Such pleasures, however, are not to be taken for granted. For me, Thanksgiving is a time to remember those who once gathered at the table who are no longer with us, and to give thanks for the enduring friendships and the love of family that continue to bring blessings to life.
This has been a year of happiness and joy, but also one of loss. It is a time to reflect on the wonders of each day.
Looking south from my window, I see the sun rising over the eastern hills each morning, casting a glow of orange and crimson over the glistening indigo waters of the bay. Often I imagine what the valleys and hills below my window would have looked like before the street lights and housing tracts and freeways were erected, when the Ohlone and later the vaqueros roamed the hillsides on horseback. It had to be awesome. And in the evening, as the sun falls over the ocean to the west, I take a moment to watch the blue skies give way to gray clouds, as the blues and pinks and yellows and oranges of the sunset gradually fade as darkness falls.

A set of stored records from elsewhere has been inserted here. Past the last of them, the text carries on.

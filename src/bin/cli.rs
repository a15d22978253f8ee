//! Quarry - CLI Client

use anyhow::{anyhow, bail, Context, Result};
use rustyline::error::ReadlineError;
use rustyline::DefaultEditor;
use std::sync::Arc;

use quarry::executor::ExecutionEngine;
use quarry::logging::LogConfig;
use quarry::retail;
use quarry::storage::loader;
use quarry::{EngineConfig, ResultSet};

/// Print welcome banner
fn print_banner() {
    println!(
        r#"
  ___
 / _ \ _   _  __ _ _ __ _ __ _   _
| | | | | | |/ _` | '__| '__| | | |
| |_| | |_| | (_| | |  | |  | |_| |
 \__\_\\__,_|\__,_|_|  |_|   \__, |
                             |___/

 An in-memory relational query engine
 Type '.help' for help, '.quit' to exit
"#
    );
}

/// Print help message
fn print_help() {
    println!(
        r#"
Commands:
  .help              Show this help message
  .quit              Exit Quarry
  .tables            List all tables with row counts
  .schema [table]    Show table schema
  .queries           List the query catalog
  .run <name>        Run a catalog query
  .explain <name>    Show the plan of a catalog query
  .format table|json Choose how results are printed
"#
    );
}

fn print_usage() {
    println!(
        r#"Usage: quarry [OPTIONS]

Options:
  --data <file>         Load tables from a JSON dataset instead of the retail sample
  --format table|json   Output format (default: table)
  --log-level <level>   Log filter, e.g. info or quarry=debug (RUST_LOG overrides)
  --query <name>        Run one catalog query and exit
  --help                Show this message"#
    );
}

/// How results are rendered
#[derive(Debug, Clone, Copy, PartialEq, Eq)]
enum OutputFormat {
    Table,
    Json,
}

impl OutputFormat {
    fn parse(s: &str) -> Result<Self> {
        match s.to_ascii_lowercase().as_str() {
            "table" => Ok(OutputFormat::Table),
            "json" => Ok(OutputFormat::Json),
            other => bail!("unknown format '{}', expected table or json", other),
        }
    }
}

/// Command line options
#[derive(Debug)]
struct Options {
    data: Option<String>,
    format: OutputFormat,
    log_level: String,
    query: Option<String>,
}

impl Options {
    /// Returns `None` when only usage was requested
    fn parse(args: impl Iterator<Item = String>) -> Result<Option<Self>> {
        let mut options = Options {
            data: None,
            format: OutputFormat::Table,
            log_level: "warn".to_string(),
            query: None,
        };
        let mut args = args.skip(1);
        while let Some(arg) = args.next() {
            let mut value = |name: &str| {
                args.next()
                    .ok_or_else(|| anyhow!("missing value for {}", name))
            };
            match arg.as_str() {
                "--data" => options.data = Some(value("--data")?),
                "--format" => options.format = OutputFormat::parse(&value("--format")?)?,
                "--log-level" => options.log_level = value("--log-level")?,
                "--query" => options.query = Some(value("--query")?),
                "--help" | "-h" => return Ok(None),
                other => bail!("unknown argument '{}'", other),
            }
        }
        Ok(Some(options))
    }
}

/// Width of `text` in characters, not bytes
fn display_width(text: &str) -> usize {
    text.chars().count()
}

/// Format query results as a table
fn format_results(result: &ResultSet) -> String {
    let columns = result.columns();
    if columns.is_empty() && result.is_empty() {
        return String::new();
    }

    // Calculate column widths
    let mut widths: Vec<usize> = columns.iter().map(|c| display_width(c)).collect();
    for row in &result.rows {
        for (i, value) in row.values().iter().enumerate() {
            if i < widths.len() {
                widths[i] = widths[i].max(display_width(&value.to_string()));
            }
        }
    }

    let separator: String = widths
        .iter()
        .map(|w| "-".repeat(*w + 2))
        .collect::<Vec<_>>()
        .join("+");
    let separator = format!("+{}+\n", separator);

    let mut output = String::new();
    output.push_str(&separator);
    let header: String = columns
        .iter()
        .zip(&widths)
        .map(|(c, w)| format!(" {:^width$} ", c, width = *w))
        .collect::<Vec<_>>()
        .join("|");
    output.push_str(&format!("|{}|\n", header));
    output.push_str(&separator);

    for row in &result.rows {
        let row_str: String = row
            .values()
            .iter()
            .zip(&widths)
            .map(|(v, w)| {
                if v.is_numeric() {
                    format!(" {:>width$} ", v.to_string(), width = *w)
                } else {
                    format!(" {:<width$} ", v.to_string(), width = *w)
                }
            })
            .collect::<Vec<_>>()
            .join("|");
        output.push_str(&format!("|{}|\n", row_str));
    }

    if !result.is_empty() {
        output.push_str(&separator);
    }
    output.push_str(&format!("{} row(s) returned\n", result.len()));
    output
}

fn render(result: &ResultSet, format: OutputFormat) -> Result<String> {
    match format {
        OutputFormat::Table => Ok(format_results(result)),
        OutputFormat::Json => {
            let json = serde_json::to_string_pretty(&result.to_json_records()?)?;
            Ok(format!("{}\n", json))
        }
    }
}

/// Run a catalog query and print its result
fn run_query(engine: &ExecutionEngine, name: &str, format: OutputFormat) -> Result<()> {
    let query = retail::find(name)
        .ok_or_else(|| anyhow!("no query named '{}'; see .queries", name))?;
    let result = engine
        .execute(&query.plan)
        .with_context(|| format!("query '{}' failed", query.name))?;
    print!("{}", render(&result, format)?);
    Ok(())
}

/// Interactive session state
struct Session {
    engine: ExecutionEngine,
    format: OutputFormat,
}

impl Session {
    /// Handle one input line; returns `false` to end the session
    fn handle(&mut self, line: &str) -> Result<bool> {
        let parts: Vec<&str> = line.split_whitespace().collect();
        match parts.first().copied() {
            None => {}
            Some(".help") => print_help(),
            Some(".quit") | Some(".exit") => return Ok(false),
            Some(".tables") => {
                for table in self.engine.store().tables() {
                    println!("  {} ({} rows)", table.name(), table.tuple_count());
                }
            }
            Some(".schema") => match parts.get(1) {
                Some(name) => {
                    let table = self.engine.store().get_table(name)?;
                    println!("{}", table.definition().describe());
                }
                None => {
                    for table in self.engine.store().tables() {
                        println!("{}", table.definition().describe());
                    }
                }
            },
            Some(".queries") => {
                for query in retail::catalog() {
                    println!("  {:<28} {}", query.name, query.description);
                }
            }
            Some(".run") => match parts.get(1) {
                Some(name) => run_query(&self.engine, name, self.format)?,
                None => bail!("usage: .run <name>"),
            },
            Some(".explain") => match parts.get(1).and_then(|name| retail::find(name)) {
                Some(query) => println!("{}", query.plan),
                None => bail!("usage: .explain <name>, see .queries"),
            },
            Some(".format") => match parts.get(1) {
                Some(format) => {
                    self.format = OutputFormat::parse(format)?;
                    println!("Output format set to {:?}", self.format);
                }
                None => println!("Output format is {:?}", self.format),
            },
            Some(cmd) => {
                bail!("unknown command: {}. Type '.help' for available commands.", cmd)
            }
        }
        Ok(true)
    }
}

/// Main REPL loop
fn run_repl(mut session: Session) -> Result<()> {
    let mut editor = DefaultEditor::new()?;
    print_banner();

    loop {
        match editor.readline("quarry> ") {
            Ok(line) => {
                let line = line.trim();
                if line.is_empty() {
                    continue;
                }
                editor.add_history_entry(line)?;
                match session.handle(line) {
                    Ok(true) => {}
                    Ok(false) => break,
                    Err(e) => eprintln!("Error: {:#}", e),
                }
            }
            Err(ReadlineError::Interrupted) | Err(ReadlineError::Eof) => break,
            Err(e) => return Err(e.into()),
        }
    }

    println!("Goodbye!");
    Ok(())
}

fn main() -> Result<()> {
    let options = match Options::parse(std::env::args())? {
        Some(options) => options,
        None => {
            print_usage();
            return Ok(());
        }
    };
    LogConfig::default()
        .with_level(options.log_level.clone())
        .init()?;

    let store = match &options.data {
        Some(path) => loader::load_from_path(path)
            .with_context(|| format!("failed to load dataset {}", path))?,
        None => retail::sample_store()?,
    };
    let engine = ExecutionEngine::with_config(Arc::new(store), EngineConfig::from_env()?);

    match &options.query {
        Some(name) => run_query(&engine, name, options.format),
        None => run_repl(Session {
            engine,
            format: options.format,
        }),
    }
}

#[cfg(test)]
mod tests {
    use super::*;
    use quarry::catalog::{DataType, TableBuilder};
    use quarry::executor::LogicalPlan;
    use quarry::storage::{StoreBuilder, Tuple, Value};

    #[test]
    fn test_table_aligns_non_ascii_text() {
        let mut builder = StoreBuilder::new();
        builder
            .add_table(
                TableBuilder::new("people")
                    .primary_key("id")
                    .column("name", DataType::Text)
                    .build(),
            )
            .unwrap();
        builder
            .insert_all(
                "people",
                vec![
                    Tuple::new(vec![Value::Integer(1), Value::from("Zoë Müller")]),
                    Tuple::new(vec![Value::Integer(2), Value::from("Bo")]),
                ],
            )
            .unwrap();
        let engine = ExecutionEngine::new(Arc::new(builder.build().unwrap()));
        let result = engine.execute(&LogicalPlan::scan("people")).unwrap();

        let output = format_results(&result);
        let widths: Vec<usize> = output
            .lines()
            .filter(|line| line.starts_with('+') || line.starts_with('|'))
            .map(display_width)
            .collect();
        assert_eq!(widths.len(), 6);
        assert!(widths.iter().all(|w| *w == widths[0]));
        assert!(output.contains("| Zoë Müller |"));
    }

    #[test]
    fn test_parse_options() {
        let args = ["quarry", "--format", "json", "--query", "big_spenders"].map(String::from);
        let options = Options::parse(args.into_iter()).unwrap().unwrap();
        assert_eq!(options.format, OutputFormat::Json);
        assert_eq!(options.query.as_deref(), Some("big_spenders"));

        let args = ["quarry", "--help"].map(String::from);
        assert!(Options::parse(args.into_iter()).unwrap().is_none());
        let args = ["quarry", "--bogus"].map(String::from);
        assert!(Options::parse(args.into_iter()).is_err());
    }
}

I am thankful for the recent raindrops, too infrequent in recent years, that have dampened the parched soil, and are hopefully the harbinger of a future winter rain that we so need. Ambitiously, I hope for new snow in the mountains, to restore the streams and lakes that nourish our habitat.
Shining lights glow below in the night, and I am thankful for the canyon beyond, teeming with songbirds and hawks and owls and other birds of prey, squirrels and coyotes and other wildlife, and for the beaches and trails, headlands and parks that make up the beauty of the Bay Area.
I am grateful for my amazing family, colleagues and friends, who are strong and dedicated, and who support and inspire me each day.
And on this day of Thanksgiving, I thank you, my readers. Thank you for your encouragement, and for your letters and comments. I wish you a bountiful holiday season ahead.